[EXTRACTED DATA]
'''

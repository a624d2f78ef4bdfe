//! Per-request options.

use chrono::NaiveDate;
use serde::{Deserialize, Serialize};

/// Day filter format expected by the `events/ended` route.
pub const DAY_FORMAT: &str = "%Y%m%d";

/// Optional filters applied to a single request.
///
/// Options are passed to each call rather than stored on the client, so one
/// client can serve concurrent callers with different filters.
///
/// ```rust
/// use betsapi_sdk::RequestOptions;
///
/// let options = RequestOptions::new().for_country("gb").for_date("20240315");
/// assert_eq!(options.country.as_deref(), Some("gb"));
/// ```
#[derive(Debug, Clone, Default, PartialEq, Eq, Serialize, Deserialize)]
pub struct RequestOptions {
    /// Country code filter (`cc`), used by league listings.
    #[serde(skip_serializing_if = "Option::is_none")]
    pub country: Option<String>,

    /// Day filter (`day`), used by ended-event listings.
    #[serde(skip_serializing_if = "Option::is_none")]
    pub date: Option<String>,
}

impl RequestOptions {
    /// Creates empty options.
    #[must_use]
    pub fn new() -> Self {
        Self::default()
    }

    /// Sets the country code.
    #[must_use]
    pub fn for_country(mut self, country: impl Into<String>) -> Self {
        self.country = Some(country.into());
        self
    }

    /// Sets the day filter as a raw string.
    #[must_use]
    pub fn for_date(mut self, date: impl Into<String>) -> Self {
        self.date = Some(date.into());
        self
    }

    /// Sets the day filter from a calendar date.
    #[must_use]
    pub fn for_day(self, day: NaiveDate) -> Self {
        self.for_date(day.format(DAY_FORMAT).to_string())
    }
}

#[cfg(test)]
mod tests {
    use super::*;

    #[test]
    fn test_options_default() {
        let options = RequestOptions::new();
        assert!(options.country.is_none());
        assert!(options.date.is_none());
    }

    #[test]
    fn test_options_builder_last_write_wins() {
        let options = RequestOptions::new()
            .for_country("de")
            .for_country("gb")
            .for_date("20240101");

        assert_eq!(options.country.as_deref(), Some("gb"));
        assert_eq!(options.date.as_deref(), Some("20240101"));
    }

    #[test]
    fn test_options_for_day() {
        let day = NaiveDate::from_ymd_opt(2024, 3, 5).unwrap();
        let options = RequestOptions::new().for_day(day);
        assert_eq!(options.date.as_deref(), Some("20240305"));
    }
}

'''

[ACTIVITY]
Starting with the line that contains "let options = RequestOptions::new().for_day(day);", restate every line through the end of the records above, exactly and with no other lines.

[YOUR RESPONSE]
        let options = RequestOptions::new().for_day(day);
        assert_eq!(options.date.as_deref(), Some("20240305"));
    }
}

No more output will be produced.